I've recently done some benchmarking, and it seems like looking up another object by primary key:
let foo = realm.object(ofType: Bar.self, forPrimaryKey: id)
is more efficient (and in this specific case more readable), than trying to set the property directly as:
class Other: Object {
#objc dynamic var relation: Bar? = nil
let list = List<Bar>()
}
My benchmarking wasn't too thorough though (used only one element in the list, etc.) and I'm wondering if this is actually the case.
Intuition makes me think primary key lookup AND using the relation property above would be O(1) or O(logn). With 1,000,000 records and 1,000,000 lookups:
primary key: ~10s
relation property: ~12s
list property: ~14s
In summary: what is the performance of Realm's object(ofType:forPrimaryKey:) lookup?

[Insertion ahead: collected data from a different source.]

//! Process command - read a directory of receipt photos into the ledger.

use std::fs;
use std::path::{Path, PathBuf};
use std::time::Instant;

use clap::Args;
use console::{style, Term};
use glob::glob;
use indicatif::{ProgressBar, ProgressStyle};
use tracing::{debug, info, warn};

use ticket_core::ocr::transcribe_file;
use ticket_core::{
    ExtractionRecord, GoogleSheetsSink, ImagePreprocessor, LedgerError, LedgerSink, TesseractOcr,
    TicketBatch, TicketConfig, TicketReader,
};

use super::ledger::CsvLedger;
use super::output::{format_records, OutputFormat};
use super::{build_reader, config_path, load_config};

const IMAGE_EXTENSIONS: [&str; 3] = ["jpg", "jpeg", "png"];

/// Arguments for the process command.
#[derive(Args)]
pub struct ProcessArgs {
    /// Receipts directory or glob pattern
    #[arg(required = true)]
    input: String,

    /// Write the extraction report to a file (default: stdout)
    #[arg(short, long)]
    output: Option<PathBuf>,

    /// Report format
    #[arg(short, long, value_enum, default_value = "text")]
    format: OutputFormat,

    /// Start with language-model extraction on for generic receipts
    #[arg(long)]
    fallback: bool,

    /// Skip the correction prompts
    #[arg(long)]
    no_interactive: bool,

    /// Record in this CSV file instead of the configured ledger
    #[arg(long)]
    ledger: Option<PathBuf>,

    /// Read and report only; record nothing
    #[arg(long)]
    dry_run: bool,

    /// Delete the photos of recorded receipts
    #[arg(long)]
    remove_processed: bool,
}

pub fn run(args: ProcessArgs, config: Option<&str>) -> anyhow::Result<()> {
    let start = Instant::now();
    let config = load_config(&config_path(config))?;

    let files = collect_images(&args.input)?;
    if files.is_empty() {
        anyhow::bail!("No receipt images found for: {}", args.input);
    }

    println!(
        "{} Found {} receipt(s) to read",
        style("ℹ").blue(),
        files.len()
    );

    let reader = build_reader(&config, args.fallback || config.fallback.enabled);
    let stage = ImagePreprocessor::from_config(&config.preprocess);
    let ocr = TesseractOcr::new(&config.ocr).with_retry(config.retry.clone());

    let pb = ProgressBar::new(files.len() as u64);
    pb.set_style(
        ProgressStyle::default_bar()
            .template("{spinner:.green} [{elapsed_precise}] [{bar:40.cyan/blue}] {pos}/{len} {msg}")?
            .progress_chars("=>-"),
    );

    let mut batch = TicketBatch::new();
    let mut sources = Vec::with_capacity(files.len());
    let mut failed = Vec::new();

    for path in files {
        let name = record_name(&path);
        pb.set_message(name.clone());

        match transcribe_file(&path, &stage, &ocr) {
            Ok(text) => {
                batch.push(reader.read(name.clone(), text));
                sources.push((name, path));
            }
            Err(e) => {
                warn!("Failed to read {}: {}", path.display(), e);
                failed.push((path, e.to_string()));
            }
        }

        pb.inc(1);
    }

    pb.finish_with_message("Done");

    let report = format_records(batch.records(), args.format)?;
    if let Some(output_path) = &args.output {
        fs::write(output_path, &report)?;
        println!(
            "{} Report written to {}",
            style("✓").green(),
            output_path.display()
        );
    } else {
        println!("{}", report);
    }

    if !failed.is_empty() {
        println!("{}", style("Unreadable files:").red());
        for (path, error) in &failed {
            println!("  - {}: {}", path.display(), error);
        }
    }

    if !args.no_interactive && !batch.correction_queue().is_empty() {
        correct_interactively(&mut batch, &reader)?;
    }

    debug!("Reading took {:?}", start.elapsed());

    if args.dry_run || batch.is_empty() {
        return Ok(());
    }

    let pending = batch.correction_queue().len();
    if pending > 0 {
        anyhow::bail!(
            "{} receipt(s) still need correction; nothing was recorded",
            pending
        );
    }

    println!(
        "{} {} receipt(s) ready to record",
        style("ℹ").blue(),
        batch.accepted().count()
    );

    let mut sink = open_ledger(&config, args.ledger.as_deref())?;
    let names: Vec<String> = batch.records().iter().map(|r| r.name().to_string()).collect();

    let committed = match batch.commit(&mut sink) {
        Ok(report) => {
            println!(
                "{} Recorded {} receipt(s) in rows {}-{}, total {} EUR",
                style("✓").green(),
                report.committed.len(),
                report.first_row,
                report.next_row - 1,
                ticket_core::ticket::total(&report.committed)
            );
            names
        }
        Err(LedgerError::Partial { committed, source }) => {
            eprintln!(
                "{} Recorded {} of {} receipt(s) before failing: {}",
                style("✗").red(),
                committed,
                names.len(),
                source
            );
            if args.remove_processed {
                remove_sources(&sources, &names[..committed]);
            }
            return Err(LedgerError::Partial { committed, source }.into());
        }
        Err(e) => return Err(e.into()),
    };

    if args.remove_processed {
        remove_sources(&sources, &committed);
    }

    Ok(())
}

fn record_name(path: &Path) -> String {
    path.file_name()
        .map(|n| n.to_string_lossy().into_owned())
        .unwrap_or_else(|| path.display().to_string())
}

fn is_image(path: &Path) -> bool {
    path.extension()
        .and_then(|e| e.to_str())
        .is_some_and(|ext| IMAGE_EXTENSIONS.contains(&ext.to_lowercase().as_str()))
}

/// Image files of a directory, or matches of a glob pattern, in name order.
fn collect_images(input: &str) -> anyhow::Result<Vec<PathBuf>> {
    let dir = Path::new(input);
    let mut files: Vec<PathBuf> = if dir.is_dir() {
        fs::read_dir(dir)?
            .filter_map(|entry| entry.ok().map(|e| e.path()))
            .filter(|p| p.is_file())
            .collect()
    } else {
        glob(input)?.filter_map(|r| r.ok()).collect()
    };
    files.retain(|p| is_image(p));
    files.sort();
    Ok(files)
}

fn open_ledger(config: &TicketConfig, csv: Option<&Path>) -> anyhow::Result<Box<dyn LedgerSink>> {
    if let Some(path) = csv {
        info!("Recording in CSV ledger {}", path.display());
        return Ok(Box::new(CsvLedger::new(path)));
    }
    if config.sheet.spreadsheet_id.is_some() {
        info!("Recording in worksheet {}", config.sheet.worksheet);
        let sink = GoogleSheetsSink::from_config(&config.sheet, config.retry.clone())?;
        return Ok(Box::new(sink));
    }
    info!("Recording in CSV ledger {}", config.sheet.ledger_path.display());
    Ok(Box::new(CsvLedger::new(config.sheet.ledger_path.clone())))
}

fn remove_sources(sources: &[(String, PathBuf)], names: &[String]) {
    for (name, path) in sources {
        if !names.contains(name) {
            continue;
        }
        match fs::remove_file(path) {
            Ok(()) => debug!("Removed {}", path.display()),
            Err(e) => warn!("Could not remove {}: {}", path.display(), e),
        }
    }
}

/// Walk the correction queue until it is empty or the operator stops.
fn correct_interactively(batch: &mut TicketBatch, reader: &TicketReader) -> anyhow::Result<()> {
    let term = Term::stdout();
    if !term.is_term() {
        warn!("Not a terminal, skipping corrections");
        return Ok(());
    }

    loop {
        let queue = batch.correction_queue();
        let Some(&index) = queue.first() else {
            break;
        };
        let Some(record) = batch.get_mut(index) else {
            break;
        };

        term.write_line("")?;
        term.write_line(&format!(
            "{} {} ({} left)",
            style("Correct").yellow().bold(),
            record,
            queue.len()
        ))?;
        let fields: Vec<String> = record.invalid_fields().iter().map(|f| f.to_string()).collect();
        term.write_line(&format!("  invalid: {}", fields.join(", ")))?;
        for warning in record.warnings() {
            term.write_line(&format!("  warning: {}", warning))?;
        }
        if let Some(error) = record.last_error() {
            term.write_line(&format!("  error: {}", error))?;
        }

        let fallback = if record.uses_fallback() { "off" } else { "on" };
        term.write_str(&format!(
            "[e]dit  [f]allback {}  [r]efresh fallback  [s]kip  [q]uit > ",
            fallback
        ))?;

        let choice = term.read_line()?;
        let choice = choice.trim();
        if matches!(choice, "f" | "r") && !reader.has_fallback_service() {
            term.write_line("No language model configured, set the fallback API key first")?;
            continue;
        }

        match choice {
            "e" => edit_record(&term, record)?,
            "f" => {
                let enabled = !record.uses_fallback();
                batch.set_fallback_mode(reader, enabled);
            }
            "r" => reader.force_refresh_fallback(record),
            "s" => {
                if let Some(skipped) = batch.remove(index) {
                    info!("Skipped {}", skipped.name());
                }
            }
            "q" => break,
            other => term.write_line(&format!("Unknown choice: {}", other))?,
        }
    }

    Ok(())
}

/// Prompt for each field; Enter keeps the value, `-` clears it.
fn edit_record(term: &Term, record: &mut ExtractionRecord) -> anyhow::Result<()> {
    let mut draft = record.begin_correction();

    draft.date = prompt_field(term, "date (dd/mm/yyyy)", draft.date)?;
    draft.label = prompt_field(term, "label", draft.label)?;
    draft.amount = prompt_field(term, "amount", draft.amount)?;

    term.write_str("Apply? [Y/n] > ")?;
    if term.read_line()?.trim().eq_ignore_ascii_case("n") {
        term.write_line("Discarded")?;
        return Ok(());
    }

    let status = record.commit_correction(draft);
    term.write_line(&format!("{} -> {}", record, status))?;
    Ok(())
}

fn prompt_field(term: &Term, label: &str, current: Option<String>) -> anyhow::Result<Option<String>> {
    term.write_str(&format!(
        "  {} [{}]: ",
        label,
        current.as_deref().unwrap_or("")
    ))?;
    let input = term.read_line()?;
    Ok(match input.trim() {
        "" => current,
        "-" => None,
        value => Some(value.to_string()),
    })
}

Extra credit: when is it beneficial to use LinkingObjects, Lists, etc.? Assuming it's just a readability / convenience wrapper of some sort. In my case it has been more messy / bug prone, so I'm assuming I'm not using Realm in the way it was intended.
Realm isn't a relational database like SQLite. Instead, data is stored in B+ trees. All the data for a given property on a given model type is stored within a single tree, and all data retrieval (whether getting a property value or a linked object) involves traversing such a tree.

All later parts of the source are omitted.